There was no ducking that one. If you ask me, it all started going downhill when we allowed them to vote and taught them to drive.  Deb has achieved at least one of her short-term career goals this week with the acquisition of a new printer. For a while now I’ve been concerned that we were overly reliant on the little HP1010 which only cost about £25.00 but chugs along like a good ‘un. The point is, though, that Debbie needs something that she knows she can rely on, because of all the damn resources she has to print out (which, actually, I think the college should print/copy for her, by rights, but hey ho) so we have been forced to spring a few readies and have acquired a (surprisingly cheap and surprisingly easy to install) Epson wireless ink jet printer.

There was one point where the touch-screen claimed, during the installation, that it would “temporaly” disable the internet connection, but then I suppose that’s near enough, if you’re Korean. I did have to stop Debbie putting a red ring round it though. So, anyway, we have another wireless device now humming away in our little electronic nest, and I am convinced that, what with the printer, the mobile phones, the cordless land line, and the wi-fi network, you could probably hold up an uncooked Cornish pasty in the air anywhere in our house and watch it transform before your very eyes into a piping hot, tasty and nutritious snack. Just like my brain.
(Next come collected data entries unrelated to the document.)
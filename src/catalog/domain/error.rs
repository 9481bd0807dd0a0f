//! Error types for catalog construction and parsing.

use super::{CityId, PhaseId, SubtaskId, TaskId, TaskModule};
use thiserror::Error;

/// Configuration errors detected while building a catalog.
///
/// These are load-time failures: a catalog that produces one of them must
/// not be served.
#[derive(Debug, Clone, Error, PartialEq, Eq)]
pub enum CatalogError {
    /// An identifier was empty after trimming.
    #[error("invalid {kind} identifier '{value}'")]
    InvalidIdentifier {
        /// Kind of identifier being constructed.
        kind: &'static str,
        /// Raw rejected value.
        value: String,
    },

    /// Two catalog entries share the same task identifier.
    #[error("duplicate task identifier: {0}")]
    DuplicateTask(TaskId),

    /// A task lists a dependency that is not in the catalog.
    #[error("task {task} depends on unknown task {dependency}")]
    DanglingDependency {
        /// Task declaring the dependency.
        task: TaskId,
        /// Missing dependency identifier.
        dependency: TaskId,
    },

    /// A linked-task subtask points at a task that is not in the catalog.
    #[error("subtask {subtask} of task {task} links to unknown task {linked}")]
    DanglingLinkedTask {
        /// Task owning the subtask.
        task: TaskId,
        /// Linked-task subtask identifier.
        subtask: SubtaskId,
        /// Missing linked task identifier.
        linked: TaskId,
    },

    /// The dependency graph contains a cycle.
    #[error("dependency cycle: {}", format_cycle(.0))]
    DependencyCycle(Vec<TaskId>),

    /// The catalog declares no journey phases.
    #[error("catalog must declare at least one journey phase")]
    NoJourneyPhases,

    /// Two journey phases share an identifier.
    #[error("duplicate journey phase identifier: {0}")]
    DuplicatePhase(PhaseId),

    /// An action block is keyed by a task that is not in the catalog.
    #[error("action block for unknown task {0}")]
    UnknownActionBlockTask(TaskId),

    /// The city registry lists a city twice.
    #[error("duplicate city identifier: {0}")]
    DuplicateCity(CityId),

    /// The module registry lists a module twice.
    #[error("duplicate module entry: {}", .0.as_str())]
    DuplicateModule(TaskModule),
}

fn format_cycle(path: &[TaskId]) -> String {
    path.iter()
        .map(TaskId::as_str)
        .collect::<Vec<_>>()
        .join(" -> ")
}

/// Error returned while parsing a locale code strictly.
#[derive(Debug, Clone, Error, PartialEq, Eq)]
#[error("unsupported locale: {0}")]
pub struct ParseLocaleError(pub String);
If there’s one thing English teachers really do like doing, it’s correcting things in red ink. Debbie actually uses green, because she thinks red is a tad judgemental, but Suzy Howlett, who teaches English as a foreign language, had no such compunction when a leaflet from two UKIP candidates standing for the council in Frome landed on her doorstep. It was littered with typos and grammatical errors (UKIP wants to regain control of our “boarders”, for instance) and her picture of it after she’d finished giving it the 0/10 must-try-harder treatment went viral this week on social media.  Not that UKIP care. Nigel Farage was too busy losing it and accusing the audience of being biased when they started giving him the Bronx Cheer during the “leaders’ debate” and meanwhile, food write and anti-austerity campaigner Jack Monroe was driven from Twitter by a series of hate messages allegedly emanating from the account of Alex Wood, a former UKIP candidate, including the charming “Your sick form of Lesbianism and militant queerism is destroying this country. Get out and give us Britain back! #VoteUKIP.” The messages also suggested she should be sterilised.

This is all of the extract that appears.